Twelve participants completed all facets of this study. All individuals were free of symptoms indicative of chronic illness. No one was taking any vascular medication that may influence the results. The baseline characteristics of these individuals are presented in Table 1. Resting systolic and diastolic blood pressure for the participants (pre and post training) averaged 116±9 / 71±8 and 113±8 / 71±7 mmHg, respectively. The average height for males and females in the present study was 185.93±4.89 cm and 168.37±6.8 cm, respectively.
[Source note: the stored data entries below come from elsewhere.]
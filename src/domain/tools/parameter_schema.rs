//! Parameter schema - typed, machine-checkable tool parameters.
//!
//! A [`ParameterSchema`] is the contract a tool publishes. It serves three
//! consumers:
//!
//! - the router prompt (rendered as JSON Schema),
//! - validation of model-extracted parameters before any execution,
//! - auto-generated forms or docs (again via JSON Schema).
//!
//! Validation is strict: unknown fields are rejected, every violation is
//! reported at once, and the result is a normalised [`ToolParameters`]
//! value that tools can read without re-checking types.

use chrono::NaiveDate;
use serde::{Deserialize, Serialize};
use serde_json::{Map, Value};

use crate::domain::foundation::ValidationError;

/// ISO calendar date format accepted for `Date` parameters.
pub const DATE_FORMAT: &str = "%Y-%m-%d";

/// Type of a single tool parameter.
#[derive(Debug, Clone, PartialEq, Eq, Serialize, Deserialize)]
#[serde(tag = "kind", content = "values", rename_all = "snake_case")]
pub enum ParamType {
    String,
    Integer,
    Number,
    Boolean,
    /// Calendar date, `YYYY-MM-DD`.
    Date,
    /// One of a fixed set of string literals.
    Enum(Vec<String>),
    StringList,
}

impl ParamType {
    /// Short human-readable type name used in error messages.
    pub fn name(&self) -> &'static str {
        match self {
            ParamType::String => "string",
            ParamType::Integer => "integer",
            ParamType::Number => "number",
            ParamType::Boolean => "boolean",
            ParamType::Date => "date (YYYY-MM-DD)",
            ParamType::Enum(_) => "enum",
            ParamType::StringList => "array of strings",
        }
    }

    fn json_schema(&self) -> Value {
        match self {
            ParamType::String => serde_json::json!({ "type": "string" }),
            ParamType::Integer => serde_json::json!({ "type": "integer" }),
            ParamType::Number => serde_json::json!({ "type": "number" }),
            ParamType::Boolean => serde_json::json!({ "type": "boolean" }),
            ParamType::Date => serde_json::json!({ "type": "string", "format": "date" }),
            ParamType::Enum(values) => serde_json::json!({ "type": "string", "enum": values }),
            ParamType::StringList => {
                serde_json::json!({ "type": "array", "items": { "type": "string" } })
            }
        }
    }
}

/// Specification of one named parameter.
///
/// `min`/`max` bound the value for numbers, the character count for
/// strings and the item count for lists.
#[derive(Debug, Clone, PartialEq, Serialize, Deserialize)]
pub struct ParamSpec {
    pub name: String,
    pub param_type: ParamType,
    pub required: bool,
    pub description: String,
    #[serde(default, skip_serializing_if = "Option::is_none")]
    pub min: Option<f64>,
    #[serde(default, skip_serializing_if = "Option::is_none")]
    pub max: Option<f64>,
}

impl ParamSpec {
    /// Creates a required parameter.
    pub fn required(
        name: impl Into<String>,
        param_type: ParamType,
        description: impl Into<String>,
    ) -> Self {
        Self {
            name: name.into(),
            param_type,
            required: true,
            description: description.into(),
            min: None,
            max: None,
        }
    }

    /// Creates an optional parameter.
    pub fn optional(
        name: impl Into<String>,
        param_type: ParamType,
        description: impl Into<String>,
    ) -> Self {
        Self {
            required: false,
            ..Self::required(name, param_type, description)
        }
    }

    /// Sets an inclusive lower bound.
    pub fn with_min(mut self, min: f64) -> Self {
        self.min = Some(min);
        self
    }

    /// Sets an inclusive upper bound.
    pub fn with_max(mut self, max: f64) -> Self {
        self.max = Some(max);
        self
    }

    fn json_schema(&self) -> Value {
        let mut obj = match self.param_type.json_schema() {
            Value::Object(map) => map,
            _ => Map::new(),
        };
        obj.insert("description".into(), Value::String(self.description.clone()));

        let (min_key, max_key) = match self.param_type {
            ParamType::Integer | ParamType::Number => ("minimum", "maximum"),
            ParamType::StringList => ("minItems", "maxItems"),
            _ => ("minLength", "maxLength"),
        };
        if let Some(min) = self.min {
            obj.insert(min_key.into(), bound_to_json(min));
        }
        if let Some(max) = self.max {
            obj.insert(max_key.into(), bound_to_json(max));
        }
        Value::Object(obj)
    }

    fn check_bounds(&self, measured: f64, label: &str) -> Option<ValidationError> {
        let constraint = match (self.min, self.max) {
            (Some(min), Some(max)) if measured < min || measured > max => {
                format!("{} between {} and {}", label, min, max)
            }
            (Some(min), None) if measured < min => format!("{} >= {}", label, min),
            (None, Some(max)) if measured > max => format!("{} <= {}", label, max),
            _ => return None,
        };
        Some(ValidationError::out_of_range(&self.name, constraint, measured))
    }

    /// Checks one present, non-null value and returns its normalised form.
    fn check(&self, value: &Value) -> Result<Value, ValidationError> {
        let field = self.name.as_str();
        match &self.param_type {
            ParamType::String => {
                let s = expect_str(field, value, "string")?;
                let trimmed = s.trim();
                if trimmed.is_empty() {
                    return Err(ValidationError::empty_field(field));
                }
                if let Some(err) = self.check_bounds(trimmed.chars().count() as f64, "length") {
                    return Err(err);
                }
                Ok(Value::String(trimmed.to_string()))
            }
            ParamType::Integer => {
                let n = match value {
                    Value::Number(n) if n.is_i64() => n.as_i64(),
                    Value::Number(n) => n.as_f64().filter(|f| f.fract() == 0.0).map(|f| f as i64),
                    _ => None,
                }
                .ok_or_else(|| ValidationError::invalid_type(field, "integer", type_name(value)))?;
                if let Some(err) = self.check_bounds(n as f64, "value") {
                    return Err(err);
                }
                Ok(Value::from(n))
            }
            ParamType::Number => {
                let n = value
                    .as_f64()
                    .ok_or_else(|| ValidationError::invalid_type(field, "number", type_name(value)))?;
                if let Some(err) = self.check_bounds(n, "value") {
                    return Err(err);
                }
                Ok(value.clone())
            }
            ParamType::Boolean => value
                .as_bool()
                .map(Value::Bool)
                .ok_or_else(|| ValidationError::invalid_type(field, "boolean", type_name(value))),
            ParamType::Date => {
                let s = expect_str(field, value, "date")?;
                let date = NaiveDate::parse_from_str(s.trim(), DATE_FORMAT).map_err(|_| {
                    ValidationError::invalid_format(field, format!("expected YYYY-MM-DD, got '{}'", s))
                })?;
                Ok(Value::String(date.format(DATE_FORMAT).to_string()))
            }
            ParamType::Enum(allowed) => {
                let s = expect_str(field, value, "string")?;
                allowed
                    .iter()
                    .find(|candidate| candidate.eq_ignore_ascii_case(s.trim()))
                    .map(|canonical| Value::String(canonical.clone()))
                    .ok_or_else(|| ValidationError::not_allowed(field, allowed, s))
            }
            ParamType::StringList => {
                let items = value.as_array().ok_or_else(|| {
                    ValidationError::invalid_type(field, "array of strings", type_name(value))
                })?;
                let mut normalised = Vec::with_capacity(items.len());
                for item in items {
                    match item.as_str().map(str::trim) {
                        Some(s) if !s.is_empty() => normalised.push(Value::String(s.to_string())),
                        Some(_) => return Err(ValidationError::empty_field(field)),
                        None => {
                            return Err(ValidationError::invalid_type(
                                field,
                                "array of strings",
                                format!("array containing {}", type_name(item)),
                            ))
                        }
                    }
                }
                if let Some(err) = self.check_bounds(normalised.len() as f64, "item count") {
                    return Err(err);
                }
                Ok(Value::Array(normalised))
            }
        }
    }
}

/// The full parameter contract of a tool.
#[derive(Debug, Clone, Default, PartialEq, Serialize, Deserialize)]
pub struct ParameterSchema {
    fields: Vec<ParamSpec>,
    /// Pairs of date fields where the first must not be after the second.
    #[serde(default, skip_serializing_if = "Vec::is_empty")]
    ordered_dates: Vec<(String, String)>,
}

impl ParameterSchema {
    /// Creates an empty schema (a tool with no parameters).
    pub fn new() -> Self {
        Self::default()
    }

    /// Adds a parameter.
    pub fn field(mut self, spec: ParamSpec) -> Self {
        self.fields.push(spec);
        self
    }

    /// Requires `start <= end` whenever both date fields are present.
    pub fn ordered_dates(mut self, start: impl Into<String>, end: impl Into<String>) -> Self {
        self.ordered_dates.push((start.into(), end.into()));
        self
    }

    /// Returns all parameter specs in declaration order.
    pub fn fields(&self) -> &[ParamSpec] {
        &self.fields
    }

    /// Looks up a parameter spec by name.
    pub fn get(&self, name: &str) -> Option<&ParamSpec> {
        self.fields.iter().find(|f| f.name == name)
    }

    /// Renders the schema as a JSON Schema object.
    pub fn to_json_schema(&self) -> Value {
        let properties: Map<String, Value> = self
            .fields
            .iter()
            .map(|f| (f.name.clone(), f.json_schema()))
            .collect();
        let required: Vec<&str> = self
            .fields
            .iter()
            .filter(|f| f.required)
            .map(|f| f.name.as_str())
            .collect();

        serde_json::json!({
            "type": "object",
            "properties": properties,
            "required": required,
            "additionalProperties": false
        })
    }

    /// Validates raw (typically model-extracted) parameters.
    ///
    /// `null` is treated as an empty object. Optional fields set to `null`
    /// are treated as absent.
    pub fn validate(&self, raw: &Value) -> Result<ToolParameters, ValidationError> {
        let empty = Map::new();
        let input = match raw {
            Value::Object(map) => map,
            Value::Null => &empty,
            other => {
                return Err(ValidationError::invalid_type(
                    "parameters",
                    "object",
                    type_name(other),
                ))
            }
        };

        let mut errors = Vec::new();

        for key in input.keys() {
            if self.get(key).is_none() {
                errors.push(ValidationError::unknown_field(key.clone()));
            }
        }

        let mut values = Map::new();
        for spec in &self.fields {
            match input.get(&spec.name) {
                None | Some(Value::Null) => {
                    if spec.required {
                        errors.push(ValidationError::missing(&spec.name));
                    }
                }
                Some(value) => match spec.check(value) {
                    Ok(normalised) => {
                        values.insert(spec.name.clone(), normalised);
                    }
                    Err(err) => errors.push(err),
                },
            }
        }

        for (start, end) in &self.ordered_dates {
            let parse = |name: &str| {
                values
                    .get(name)
                    .and_then(Value::as_str)
                    .and_then(|s| NaiveDate::parse_from_str(s, DATE_FORMAT).ok())
            };
            if let (Some(s), Some(e)) = (parse(start), parse(end)) {
                if s > e {
                    errors.push(ValidationError::out_of_range(
                        end.clone(),
                        format!("must not be before {} ({})", start, s),
                        e,
                    ));
                }
            }
        }

        match ValidationError::combine(errors) {
            Some(err) => Err(err),
            None => Ok(ToolParameters(values)),
        }
    }
}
The average weight for the males and females was 94.09±13.02 kg and 68.7±10.95 kg, respectively.

Table 1.

Participant Characteristics

Mean SD
Age (yrs) 22 1
Height (cm) 175.68 10.54
Weight (kg) 79.38 16.88
BMI (kg/m2) 25 3.3
Resting Heart Rate (beats/min) 66 6
Pulse Pressure (mmHg) 45 11

Values are mean ± SD for 12 participants

Handgrip Strength and Forearm Circumference

All subjects completed a total of twelve training sessions. There were no significant strength or circumference differences between arms prior to training. The results of the ANCOVA for handgrip strength (covariate=baseline MVC), revealed an increase in strength for the CON arm (8.32%, p=0.05) and the EXP arm (16.17%, p=0.05). These results are illustrated in Figure 1 as the mean change in handgrip strength (kg) between study arms, following 4 weeks of handgrip exercise. It should be noted that there was no significant gender difference between males and females for the magnitude of change in handgrip strength (p=0.36). Following training, there was also a significant increase in forearm circumference for the CON (1.62%: Pre=24.80 vs. Post=25.20 cm, p=0.05) and EXP arms (2.42%: Pre=24.80 vs. Post=25.40 cm, p=0.05).

Figure 1.

Figure 1

Mean change in handgrip strength at baseline (pre-training) and following 4 weeks (post-training) of exercise. Data are presented as mean ± SE. *Significant vs. baseline; †Significant vs. EXP Arm, p≤0.05.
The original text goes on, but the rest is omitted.